Политической цензуре была подвергнута книга А. Некрича «1941, 22 июня», в которой впервые были обнародованы свидетельства и документы, проливающие свет на причины и предпосылки начала Великой Отечественной войны. Была развернута целая кампания, в которой приняли участие многочисленные «авторитетные эксперты», в том числе и генерал-майор КГБ Белоконев. На основании отзыва последнего, в котором он высказал мнение, что книгу «в теперешней редакции издавать нецелесообразно», она была запрещена и изъята из издательства «Наука»[891].

Если продолжить перечень ограничений, то следует указать, что в категорию документов так называемого «ограниченного доступа», как правило, включались организационно-распорядительные документы, плановые, статистические и другие наиболее ценные для исследователей материалы, отражающие механизмы принятия решений и динамику социальных процессов, протекавших в СССР на различных уровнях. Изучение несекретных документов из архивных фондов Совета министров СССР, Госплана СССР, Минфина СССР, ЦСУ СССР, МВД СССР, Прокуратуры СССР и даже Министерства культуры СССР разрешалось только после получения позитивной санкции соответствующего ведомства.
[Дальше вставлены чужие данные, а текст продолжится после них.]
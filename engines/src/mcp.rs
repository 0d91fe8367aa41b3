//! MCP sidecar translation.
//!
//! Tasks carry an opaque MCP configuration reference in the orchestrator's
//! own format (a `mcpServers` map of `local`/`http` entries, optionally
//! behind a `@file` prefix). Engines that take a config file expect their
//! own dialect, so the reference is translated into a per-task sidecar
//! file. Translation failure is a warning at the call site, never fatal:
//! the child runs without the sidecar.

use std::collections::HashMap;
use std::path::{Path, PathBuf};

use serde::{Deserialize, Serialize};

#[derive(Debug, Clone, Copy, PartialEq, Eq)]
pub enum SidecarFormat {
    Claude,
    Gemini,
    OpenCode,
}

impl SidecarFormat {
    fn dir_prefix(&self) -> &'static str {
        match self {
            SidecarFormat::Claude => "claude-mcp",
            SidecarFormat::Gemini => "gemini-mcp",
            SidecarFormat::OpenCode => "opencode-mcp",
        }
    }

    fn file_name(&self) -> &'static str {
        match self {
            SidecarFormat::Claude => "claude-mcp-config.json",
            SidecarFormat::Gemini => "gemini-mcp-config.json",
            SidecarFormat::OpenCode => "opencode.json",
        }
    }
}

/// Where the translated config landed; `temp_dir` is removed when the
/// task's child is reaped.
#[derive(Debug, Clone)]
pub struct SidecarPaths {
    pub config_path: PathBuf,
    pub temp_dir: PathBuf,
}

#[derive(Debug, thiserror::Error)]
pub enum McpError {
    #[error("failed to read MCP config: {0}")]
    Read(#[source] std::io::Error),
    #[error("failed to parse MCP config: {0}")]
    Parse(#[source] serde_json::Error),
    #[error("failed to write sidecar config: {0}")]
    Write(#[source] std::io::Error),
}

/// The orchestrator's MCP configuration format.
#[derive(Debug, Deserialize)]
struct McpConfig {
    #[serde(rename = "mcpServers", default)]
    mcp_servers: HashMap<String, McpServerEntry>,
}

#[derive(Debug, Deserialize)]
struct McpServerEntry {
    /// "local" or "http"; unset entries are treated as local.
    #[serde(rename = "type", default)]
    kind: String,
    #[serde(default)]
    command: String,
    #[serde(default)]
    args: Vec<String>,
    #[serde(default)]
    cwd: String,
    #[serde(default)]
    url: String,
}

#[derive(Debug, Default, Serialize)]
struct ClaudeMcpConfig {
    #[serde(rename = "mcpServers")]
    mcp_servers: HashMap<String, ClaudeMcpServer>,
}

#[derive(Debug, Default, Serialize)]
struct ClaudeMcpServer {
    #[serde(skip_serializing_if = "String::is_empty")]
    command: String,
    #[serde(skip_serializing_if = "Vec::is_empty")]
    args: Vec<String>,
    #[serde(skip_serializing_if = "String::is_empty")]
    cwd: String,
}

#[derive(Debug, Default, Serialize)]
struct GeminiMcpConfig {
    #[serde(rename = "mcpServers")]
    mcp_servers: HashMap<String, GeminiMcpServer>,
}

#[derive(Debug, Default, Serialize)]
struct GeminiMcpServer {
    #[serde(skip_serializing_if = "String::is_empty")]
    command: String,
    #[serde(skip_serializing_if = "Vec::is_empty")]
    args: Vec<String>,
    #[serde(skip_serializing_if = "String::is_empty")]
    cwd: String,
    trust: bool,
}

#[derive(Debug, Default, Serialize)]
struct OpenCodeMcpConfig {
    mcp: HashMap<String, OpenCodeMcpServer>,
}

#[derive(Debug, Default, Serialize)]
struct OpenCodeMcpServer {
    #[serde(rename = "type")]
    kind: String,
    #[serde(skip_serializing_if = "String::is_empty")]
    command: String,
    #[serde(skip_serializing_if = "Vec::is_empty")]
    args: Vec<String>,
    enabled: bool,
}

/// Translates the task's MCP reference into `format` under
/// `<base_dir>/<engine>-mcp/<task_id>/`.
pub fn convert_for_task(
    format: SidecarFormat,
    mcp_config: &str,
    task_id: &str,
    base_dir: &Path,
    work_dir: &str,
) -> Result<SidecarPaths, McpError> {
    let source = resolve_source(mcp_config, work_dir);
    let data = std::fs::read_to_string(&source).map_err(McpError::Read)?;
    let config: McpConfig = serde_json::from_str(&data).map_err(McpError::Parse)?;

    let abs_work_dir = absolutize(work_dir);
    let temp_dir = base_dir.join(format.dir_prefix()).join(task_id);
    std::fs::create_dir_all(&temp_dir).map_err(McpError::Write)?;
    let config_path = temp_dir.join(format.file_name());

    let rendered = match format {
        SidecarFormat::Claude => {
            let out = ClaudeMcpConfig {
                mcp_servers: config
                    .mcp_servers
                    .into_iter()
                    .map(|(name, entry)| (name, to_claude(entry, &abs_work_dir)))
                    .collect(),
            };
            serde_json::to_vec_pretty(&out).map_err(McpError::Parse)?
        }
        SidecarFormat::Gemini => {
            let out = GeminiMcpConfig {
                mcp_servers: config
                    .mcp_servers
                    .into_iter()
                    .map(|(name, entry)| (name, to_gemini(entry, &abs_work_dir)))
                    .collect(),
            };
            serde_json::to_vec_pretty(&out).map_err(McpError::Parse)?
        }
        SidecarFormat::OpenCode => {
            let out = OpenCodeMcpConfig {
                mcp: config
                    .mcp_servers
                    .into_iter()
                    .map(|(name, entry)| (name, to_opencode(entry)))
                    .collect(),
            };
            serde_json::to_vec_pretty(&out).map_err(McpError::Parse)?
        }
    };

    std::fs::write(&config_path, rendered).map_err(McpError::Write)?;
    Ok(SidecarPaths {
        config_path,
        temp_dir,
    })
}

fn to_claude(entry: McpServerEntry, work_dir: &Path) -> ClaudeMcpServer {
    match entry.kind.as_str() {
        // The CLI has no native HTTP MCP transport; bridge through
        // mcp-remote over stdio.
        "http" => ClaudeMcpServer {
            command: "npx".into(),
            args: vec!["-y".into(), "mcp-remote".into(), entry.url],
            cwd: String::new(),
        },
        _ => ClaudeMcpServer {
            command: entry.command,
            args: entry.args,
            cwd: resolve_cwd(&entry.cwd, work_dir),
        },
    }
}

fn to_gemini(entry: McpServerEntry, work_dir: &Path) -> GeminiMcpServer {
    match entry.kind.as_str() {
        "http" => GeminiMcpServer {
            command: "npx".into(),
            args: vec!["-y".into(), "mcp-remote".into(), entry.url],
            cwd: String::new(),
            trust: true,
        },
        _ => GeminiMcpServer {
            command: entry.command,
            args: entry.args,
            cwd: resolve_cwd(&entry.cwd, work_dir),
            trust: true,
        },
    }
}

fn to_opencode(entry: McpServerEntry) -> OpenCodeMcpServer {
    match entry.kind.as_str() {
        "http" => OpenCodeMcpServer {
            kind: "local".into(),
            command: "npx".into(),
            args: vec!["-y".into(), "mcp-remote".into(), entry.url],
            enabled: true,
        },
        _ => OpenCodeMcpServer {
            kind: "local".into(),
            command: entry.command,
            args: entry.args,
            enabled: true,
        },
    }
}

/// Strips the `@` file prefix and resolves a relative reference against
/// the task's working directory.
fn resolve_source(mcp_config: &str, work_dir: &str) -> PathBuf {
    let source = mcp_config.strip_prefix('@').unwrap_or(mcp_config);
    let source = Path::new(source);
    if source.is_absolute() || work_dir.is_empty() {
        return source.to_path_buf();
    }
    absolutize(work_dir).join(source)
}

fn resolve_cwd(cwd: &str, work_dir: &Path) -> String {
    if cwd.is_empty() {
        return String::new();
    }
    let p = Path::new(cwd);
    if p.is_absolute() {
        return cwd.to_string();
    }
    work_dir.join(p).to_string_lossy().into_owned()
}

fn absolutize(dir: &str) -> PathBuf {
    let p = Path::new(dir);
    if p.is_absolute() {
        return p.to_path_buf();
    }
    std::env::current_dir()
        .map(|cwd| cwd.join(p))
        .unwrap_or_else(|_| p.to_path_buf())
}

#[cfg(test)]
mod tests {
    use super::*;

    const SOURCE: &str = r#"{
        "mcpServers": {
            "files": {"type": "local", "command": "mcp-files", "args": ["--root", "."], "cwd": "sub"},
            "remote": {"type": "http", "url": "http://localhost:9999/mcp"}
        }
    }"#;

    fn write_source(dir: &Path) -> PathBuf {
        let path = dir.join("mcp-config.json");
        std::fs::write(&path, SOURCE).unwrap();
        path
    }

    #[test]
    fn converts_to_claude_format() {
        let dir = tempfile::tempdir().unwrap();
        let source = write_source(dir.path());

        let paths = convert_for_task(
            SidecarFormat::Claude,
            &format!("@{}", source.display()),
            "task-1",
            dir.path(),
            dir.path().to_str().unwrap(),
        )
        .unwrap();

        assert!(paths.config_path.ends_with("claude-mcp-config.json"));
        assert!(paths.temp_dir.ends_with("claude-mcp/task-1"));

        let out: serde_json::Value =
            serde_json::from_str(&std::fs::read_to_string(&paths.config_path).unwrap()).unwrap();
        let servers = &out["mcpServers"];
        assert_eq!(servers["files"]["command"], "mcp-files");
        // Relative cwd is resolved against the work dir.
        assert_eq!(
            servers["files"]["cwd"],
            dir.path().join("sub").to_string_lossy().into_owned()
        );
        // HTTP entries become an mcp-remote stdio bridge.
        assert_eq!(servers["remote"]["command"], "npx");
        assert_eq!(servers["remote"]["args"][1], "mcp-remote");
        assert_eq!(servers["remote"]["args"][2], "http://localhost:9999/mcp");
    }

    #[test]
    fn converts_to_gemini_format_with_trust() {
        let dir = tempfile::tempdir().unwrap();
        let source = write_source(dir.path());

        let paths = convert_for_task(
            SidecarFormat::Gemini,
            source.to_str().unwrap(),
            "task-2",
            dir.path(),
            dir.path().to_str().unwrap(),
        )
        .unwrap();

        let out: serde_json::Value =
            serde_json::from_str(&std::fs::read_to_string(&paths.config_path).unwrap()).unwrap();
        assert_eq!(out["mcpServers"]["files"]["trust"], true);
        assert_eq!(out["mcpServers"]["remote"]["command"], "npx");
    }

    #[test]
    fn converts_to_opencode_format() {
        let dir = tempfile::tempdir().unwrap();
        let source = write_source(dir.path());

        let paths = convert_for_task(
            SidecarFormat::OpenCode,
            source.to_str().unwrap(),
            "task-3",
            dir.path(),
            dir.path().to_str().unwrap(),
        )
        .unwrap();

        assert!(paths.config_path.ends_with("opencode.json"));
        let out: serde_json::Value =
            serde_json::from_str(&std::fs::read_to_string(&paths.config_path).unwrap()).unwrap();
        assert_eq!(out["mcp"]["files"]["type"], "local");
        assert_eq!(out["mcp"]["files"]["enabled"], true);
        assert_eq!(out["mcp"]["remote"]["command"], "npx");
    }

    #[test]
    fn relative_source_resolves_against_work_dir() {
        let dir = tempfile::tempdir().unwrap();
        write_source(dir.path());

        let paths = convert_for_task(
            SidecarFormat::Claude,
            "@mcp-config.json",
            "task-4",
            dir.path(),
            dir.path().to_str().unwrap(),
        )
        .unwrap();
        assert!(paths.config_path.exists());
    }

    #[test]
    fn missing_source_is_an_error() {
        let dir = tempfile::tempdir().unwrap();
        let err = convert_for_task(
            SidecarFormat::Claude,
            "@/does/not/exist.json",
            "task-5",
            dir.path(),
            "/tmp",
        )
        .unwrap_err();
        assert!(matches!(err, McpError::Read(_)));
    }
}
Таким образом, сложилось положение, когда из научного и общественного оборота были выведены огромные комплексы несекретной по содержанию, но имеющей специальные отметки документации, представляющей интерес для исторической и других наук; эти ограничения были связаны соображениями идеологического толка и соответствовали тому социально-политическому заказу, который Коммунистическая партия делала общественным наукам, и прежде всего истории. Разумеется, что в таких условиях ни о каком объективном документальном отражении действительности не было и речи и вся работа по использованию и публикации архивных документов сводилась к реализации чисто пропагандистских задач.

Историческая наука в СССР в этих условиях развивалась экстенсивно, а любые попытки вырваться из пут идеологических стереотипов были тщетны. Хрестоматийной с точки зрения методов руководства исторической наукой явилась кампания по критике известной статьи В.П. Данилова и С.И. Якубовской «О фигуре умолчания в исторической науке». В этой статье говорилось о невозможности освещения отечественными историками деятельности не только конкретных исторических лиц, но и учреждений, а также отдельных сфер жизни, и, в связи с отсутствие полноценной источниковой базы, всей советской истории[892].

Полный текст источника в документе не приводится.